In [1]:
%reload_ext autoreload
%autoreload 2

import datetime
import pandas as pd
import qfutils
from quantfin import Portfolio

First and foremost, quantfin module uses Selenium library to scrape data from websites. Thus, it is required to have a web driver exe file to perform the scraping tasks. In this example, I will use the chrome driver, which is available for download in the following link:
https://chromedriver.chromium.org/downloads

In [2]:
# After successfully downloading the file, unzip it and save to any folder at your convenience
# Assign the file directory to a variable
chrome_driver = r'C:\User\parent_folder\child_folder\chromedriver.exe'

The Portfolio class of the quantfin module allows us to do the following tasks:
    1. Price data scraping from: cophieu68.vn, vndirect.com.vn, cafef.vn, vcsc.com.vn, and stockbiz.vn.
    2. Data cleansing
   
Let's get started with creating new portfolio

In [3]:
portfolio = Portfolio(
    data=None, # Empty portfolio as we don't have any data yet
    symbol_col='symbol', # Name the column which shows the stock's symbol
    date_col='date', # Name the column which shows the trading date,
    driver_exe=chrome_driver,
    driver='chrome'
)
print(portfolio)

<quantfin.Portfolio object at 0x00000213BE5B7708>


Let's download price data of the most recent 30 days of 3 stocks: VIC, SSI and CTB, from VNDirect
To donwload price data, we use update_data method. The update_data method uses multithreading library to fasten the downloading progress

In [4]:
symbols = ['VIC', 'SSI', 'CTB']
method = 'vnd'
records = 30
portfolio.update_data(symbols_array=symbols, method=method, records=records)

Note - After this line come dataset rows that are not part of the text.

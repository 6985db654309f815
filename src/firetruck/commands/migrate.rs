//! # Contract Migration
//!
//! Moves the full event history of one contract onto a freshly instantiated one,
//! optionally rewriting each event on the way.
//!
//! ```text
//! source ──get_state──▶ [E1, E2, .., En] ──transform──▶ [E1', .., En'] ──load_state──▶ target
//! ```
//!
//! ## Replay
//!
//! The target must have zero events before anything is applied. Events are then sent
//! one request at a time, in order, each one acknowledged before the next is sent:
//! events do not commute, so the target has to see exactly the source's history.
//!
//! The target goes through these states:
//!
//! ```text
//! Initial ──▶ Replaying(k) ──▶ Migrated(n)
//!                  │
//!                  └──▶ Failed(k)
//! ```
//!
//! There is no rollback. A failed replay leaves `k` events on the target, which then
//! fails the zero-event precondition forever: retry against a new contract.
//!
//! The precondition is checked once, before replay, and nothing stops another client
//! from applying events to the target in between.

use crate::commands::report::number_of_events;
use crate::commands::{CmdMessage, CmdResult};
use crate::error::{FiretruckError, Result};
use crate::model::{ContractState, EventOutcome};
use crate::remote::ContractService;
use crate::value::{QualifiedName, Value};

/// A pure rewrite applied to every event before replay.
pub type EventTransform = fn(Value) -> Value;

pub const KEY_LOCATION_TAG: &str = "AcceptCarShare";
pub const KEY_LOCATION_FIELD: &str = "keyLocation";

#[derive(Debug, Clone, Copy, PartialEq, Eq)]
pub enum ReplayState {
    Initial,
    Replaying { applied: usize },
    Migrated { applied: usize },
    Failed { applied: usize },
}

impl ReplayState {
    pub fn applied(&self) -> usize {
        match *self {
            ReplayState::Initial => 0,
            ReplayState::Replaying { applied }
            | ReplayState::Migrated { applied }
            | ReplayState::Failed { applied } => applied,
        }
    }

    pub fn is_terminal(&self) -> bool {
        matches!(self, ReplayState::Migrated { .. } | ReplayState::Failed { .. })
    }

    fn event_applied(self) -> Self {
        match self {
            ReplayState::Initial => ReplayState::Replaying { applied: 1 },
            ReplayState::Replaying { applied } => ReplayState::Replaying {
                applied: applied + 1,
            },
            terminal => terminal,
        }
    }

    fn finish(self) -> Self {
        if self.is_terminal() {
            return self;
        }
        ReplayState::Migrated {
            applied: self.applied(),
        }
    }

    fn fail(self) -> Self {
        if self.is_terminal() {
            return self;
        }
        ReplayState::Failed {
            applied: self.applied(),
        }
    }
}

#[derive(Debug, Clone, PartialEq, Eq)]
pub struct MigrationReport {
    pub target: String,
    pub state: ReplayState,
}

/// Reads the ordered event history of `id` by evaluating `expression` on it.
pub fn get_state<S: ContractService>(
    service: &S,
    id: &str,
    expression: &str,
) -> Result<ContractState> {
    match service.evaluate_report(Some(id), expression, &[])? {
        Value::List { elements } => Ok(ContractState::new(elements)),
        other => Err(FiretruckError::Evaluation(format!(
            "expected a list of events from {:?} on contract {}, got {}",
            expression,
            id,
            other.class()
        ))),
    }
}

/// Fails unless `id` has no events applied.
pub fn ensure_initial<S: ContractService>(service: &S, id: &str) -> Result<()> {
    let event_count = number_of_events(service, id)?;
    if event_count != 0 {
        return Err(FiretruckError::NotInitialState {
            id: id.to_string(),
            event_count,
        });
    }
    Ok(())
}

/// Replays `state` onto `id`, which must be in its initial state.
pub fn load_state<S: ContractService>(
    service: &S,
    id: &str,
    state: &ContractState,
) -> Result<MigrationReport> {
    ensure_initial(service, id)?;

    let total = state.len();
    let mut replay = ReplayState::Initial;
    for (index, event) in state.events.iter().enumerate() {
        let response = match service.apply_event(id, event) {
            Ok(EventOutcome::Applied) => {
                replay = replay.event_applied();
                tracing::debug!(contract = id, index, total, "event applied");
                continue;
            }
            Ok(EventOutcome::Rejected(response)) => response,
            Err(e) => e.to_string(),
        };

        replay = replay.fail();
        tracing::error!(contract = id, index, applied = replay.applied(), "event rejected");
        return Err(FiretruckError::Apply {
            index,
            applied: replay.applied(),
            event: serde_json::to_string_pretty(event)?,
            response,
        });
    }

    let replay = replay.finish();
    tracing::info!(contract = id, applied = replay.applied(), "replay finished");
    Ok(MigrationReport {
        target: id.to_string(),
        state: replay,
    })
}

/// Copies the history of `source_id` on `source` onto `target_id` on `target`.
pub fn run<S: ContractService, T: ContractService>(
    source: &S,
    target: &T,
    source_id: &str,
    target_id: &str,
    expression: &str,
    transform: EventTransform,
) -> Result<CmdResult> {
    let state = get_state(source, source_id, expression)?.map_events(transform);
    tracing::info!(
        source = source_id,
        target = target_id,
        events = state.len(),
        "migrating contract"
    );
    let report = load_state(target, target_id, &state)?;

    let mut result = CmdResult::default();
    result.add_message(CmdMessage::success(format!(
        "Migrated {} events from {} to {}",
        report.state.applied(),
        source_id,
        target_id
    )));
    Ok(result.with_migration(report))
}

pub fn identity(event: Value) -> Value {
    event
}

/// Gives `AcceptCarShare` events an empty `keyLocation` when they have none.
pub fn add_empty_key_location(event: Value) -> Value {
    match event {
        Value::Record {
            record_tag,
            mut fields,
        } if record_tag == QualifiedName::unqualified(KEY_LOCATION_TAG) => {
            fields
                .entry(KEY_LOCATION_FIELD.to_string())
                .or_insert_with(|| Value::string(""));
            Value::Record { record_tag, fields }
        }
        other => other,
    }
}

#[cfg(test)]
mod tests {
    use super::*;
    use crate::commands::EVENTS_EXPRESSION;
    use crate::remote::memory::{fixtures, InMemoryService};
    use crate::render::render_value;

    fn three_events() -> Vec<Value> {
        vec![
            fixtures::event("Start", 1, "2020-01-01T00:00:00Z"),
            fixtures::event("Pay", 2, "2020-01-02T00:00:00Z"),
            fixtures::event("End", 3, "2020-01-03T00:00:00Z"),
        ]
    }

    fn car_share(key_location: Option<&str>) -> Value {
        let mut fields = vec![("car", Value::string("AB 123"))];
        if let Some(location) = key_location {
            fields.push((KEY_LOCATION_FIELD, Value::string(location)));
        }
        Value::record(QualifiedName::unqualified(KEY_LOCATION_TAG), fields)
    }

    #[test]
    fn get_state_returns_events_in_order() {
        let service = InMemoryService::new();
        service.add_contract("src", three_events());

        let state = get_state(&service, "src", EVENTS_EXPRESSION).unwrap();
        assert_eq!(state.events, three_events());
    }

    #[test]
    fn get_state_unknown_contract() {
        let service = InMemoryService::new();
        let err = get_state(&service, "ghost", EVENTS_EXPRESSION).unwrap_err();
        assert!(matches!(err, FiretruckError::NotFound { .. }));
    }

    #[test]
    fn get_state_rejects_non_list() {
        let service = InMemoryService::new();
        service.add_contract("src", three_events());
        let err = get_state(&service, "src", crate::commands::EVENT_COUNT_EXPRESSION)
            .unwrap_err();
        assert!(matches!(err, FiretruckError::Evaluation(_)));
    }

    #[test]
    fn migrates_all_events_in_order() {
        let service = InMemoryService::new();
        service.add_contract("src", three_events());
        service.add_contract("dst", vec![]);

        let result = run(&service, &service, "src", "dst", EVENTS_EXPRESSION, identity).unwrap();

        assert_eq!(service.events("dst"), three_events());
        let report = result.migration.unwrap();
        assert_eq!(report.state, ReplayState::Migrated { applied: 3 });
    }

    #[test]
    fn migrates_between_services() {
        let source = InMemoryService::new();
        let target = InMemoryService::new();
        source.add_contract("c1", three_events());
        target.add_contract("c1", vec![]);

        run(&source, &target, "c1", "c1", EVENTS_EXPRESSION, identity).unwrap();

        assert_eq!(target.events("c1"), three_events());
        assert_eq!(source.apply_calls("c1"), 0);
    }

    #[test]
    fn empty_history_migrates_nothing() {
        let service = InMemoryService::new();
        service.add_contract("src", vec![]);
        service.add_contract("dst", vec![]);

        let result = run(&service, &service, "src", "dst", EVENTS_EXPRESSION, identity).unwrap();
        assert_eq!(
            result.migration.unwrap().state,
            ReplayState::Migrated { applied: 0 }
        );
    }

    #[test]
    fn refuses_target_with_events() {
        let service = InMemoryService::new();
        service.add_contract("src", three_events());
        service.add_contract("dst", fixtures::events(1));

        let err = run(&service, &service, "src", "dst", EVENTS_EXPRESSION, identity).unwrap_err();

        assert!(matches!(
            err,
            FiretruckError::NotInitialState { ref id, event_count: 1 } if id == "dst"
        ));
        assert_eq!(service.apply_calls("dst"), 0);
        assert_eq!(service.events("dst").len(), 1);
    }

    #[test]
    fn stops_at_first_rejected_event() {
        let service = InMemoryService::new();
        service.add_contract("src", three_events());
        service.add_contract("dst", vec![]);
        service.reject_apply_at("dst", 1);

        let err = run(&service, &service, "src", "dst", EVENTS_EXPRESSION, identity).unwrap_err();

        assert_eq!(service.events("dst"), vec![three_events()[0].clone()]);
        assert_eq!(service.apply_calls("dst"), 2);
        match err {
            FiretruckError::Apply {
                index,
                applied,
                event,
                response,
            } => {
                assert_eq!(index, 1);
                assert_eq!(applied, 1);
                assert!(event.contains("\"Pay\""));
                assert!(response.contains("rejected"));
            }
            other => panic!("unexpected error: {other:?}"),
        }
    }

    #[test]
    fn partially_migrated_target_cannot_be_reused() {
        let service = InMemoryService::new();
        service.add_contract("src", three_events());
        service.add_contract("dst", vec![]);
        service.reject_apply_at("dst", 2);

        assert!(run(&service, &service, "src", "dst", EVENTS_EXPRESSION, identity).is_err());
        let retry = run(&service, &service, "src", "dst", EVENTS_EXPRESSION, identity);
        assert!(matches!(
            retry,
            Err(FiretruckError::NotInitialState { event_count: 2, .. })
        ));
    }

    #[test]
    fn applies_transformation_before_replay() {
        let service = InMemoryService::new();
        service.add_contract(
            "src",
            vec![car_share(None), fixtures::event("Other", 1, "2020-01-01T00:00:00Z")],
        );
        service.add_contract("dst", vec![]);

        run(
            &service,
            &service,
            "src",
            "dst",
            EVENTS_EXPRESSION,
            add_empty_key_location,
        )
        .unwrap();

        let events = service.events("dst");
        assert_eq!(events[0], car_share(Some("")));
        assert_eq!(
            events[1],
            fixtures::event("Other", 1, "2020-01-01T00:00:00Z")
        );
        // source is untouched
        assert_eq!(service.events("src")[0], car_share(None));
    }

    #[test]
    fn key_location_is_never_overwritten() {
        assert_eq!(
            add_empty_key_location(car_share(Some("garage"))),
            car_share(Some("garage"))
        );
    }

    #[test]
    fn key_location_fill_is_idempotent() {
        let once = add_empty_key_location(car_share(None));
        let twice = add_empty_key_location(once.clone());
        assert_eq!(once, twice);
        assert_eq!(once, car_share(Some("")));
    }

    #[test]
    fn key_location_is_appended_after_existing_fields() {
        let event = Value::record(
            QualifiedName::unqualified(KEY_LOCATION_TAG),
            [("zone", Value::int(3)), ("car", Value::string("AB 123"))],
        );
        assert_eq!(
            render_value(&add_empty_key_location(event)),
            "AcceptCarShare { zone = 3, car = \"AB 123\", keyLocation = \"\" }"
        );
    }

    #[test]
    fn key_location_ignores_other_tags() {
        let qualified = Value::record(
            QualifiedName::new(["Other"], KEY_LOCATION_TAG),
            [("car", Value::string("AB 123"))],
        );
        assert_eq!(add_empty_key_location(qualified.clone()), qualified);
        assert_eq!(add_empty_key_location(Value::int(1)), Value::int(1));
    }

    #[test]
    fn replay_state_transitions() {
        let state = ReplayState::Initial.event_applied().event_applied();
        assert_eq!(state, ReplayState::Replaying { applied: 2 });
        assert_eq!(state.fail(), ReplayState::Failed { applied: 2 });
        assert_eq!(state.finish(), ReplayState::Migrated { applied: 2 });
        assert_eq!(
            ReplayState::Initial.finish(),
            ReplayState::Migrated { applied: 0 }
        );

        let failed = state.fail();
        assert_eq!(failed.event_applied(), failed);
        assert_eq!(failed.finish(), failed);
    }
}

qfutils - INFO - Start validating symbols array...
qfutils - INFO - Symbols array validation done
quantfin - INFO - VNDirect - vnd_get_data method is triggered
quantfin - INFO - VNDirect - vnd_get_data method is triggered
quantfin - INFO - VNDirect - vnd_get_data method is triggered
qfbrowsing - INFO - VIC - Symbol query form filled
qfbrowsing - INFO - VIC - Date query form filled
qfbrowsing - INFO - SSI - Symbol query form filled
qfbrowsing - INFO - SSI - Date query form filled
qfbrowsing - INFO - CTB - Symbol query form filled
qfbrowsing - INFO - CTB - Date query form filled
qfbrowsing - INFO - VIC - Page successfully loaded after form submission
qfbrowsing - INFO - VIC - Page 1 is loaded
qfbrowsing - INFO - VIC - Read table data from web done
qfbrowsing - INFO - VIC - Successfully extract 30 records
quantfin - INFO - 1/3 symbol(s) checked. Progress: 33.33%
quantfin - INFO - 0 symbol(s) not fully loaded.
qfbrowsing - INFO - SSI - Page successfully loaded after form submission
qfbrows

In [5]:
# View portfolio data
portfolio.data

Unnamed: 0_level_0,Unnamed: 1_level_0,adj_close_vnd,close_vnd,high_vnd,low_vnd,open_vnd,vol_vnd
symbol,date,Unnamed: 2_level_1,Unnamed: 3_level_1,Unnamed: 4_level_1,Unnamed: 5_level_1,Unnamed: 6_level_1,Unnamed: 7_level_1
SSI,2020-03-16,11.466,13.30,13.60,13.2,13.5,2897920
SSI,2020-03-17,12.242,14.20,14.20,12.8,13.1,4834780
SSI,2020-03-18,11.811,13.70,14.40,13.6,14.4,3190370
SSI,2020-03-19,11.811,13.70,13.90,13.3,13.4,2568540
SSI,2020-03-20,11.940,13.85,14.05,13.6,14.0,2868770
...,...,...,...,...,...,...,...
CTB,2020-04-21,29.000,30.00,30.00,30.0,30.0,0
CTB,2020-04-22,29.000,30.00,30.00,30.0,30.0,0
CTB,2020-04-23,29.000,30.00,30.00,30.0,30.0,0
CTB,2020-04-24,29.000,30.00,30.00,30.0,30.0,0


What if we run the update method again? Let's see

In [6]:
portfolio.update_data(symbols_array=symbols, method=method, records=records)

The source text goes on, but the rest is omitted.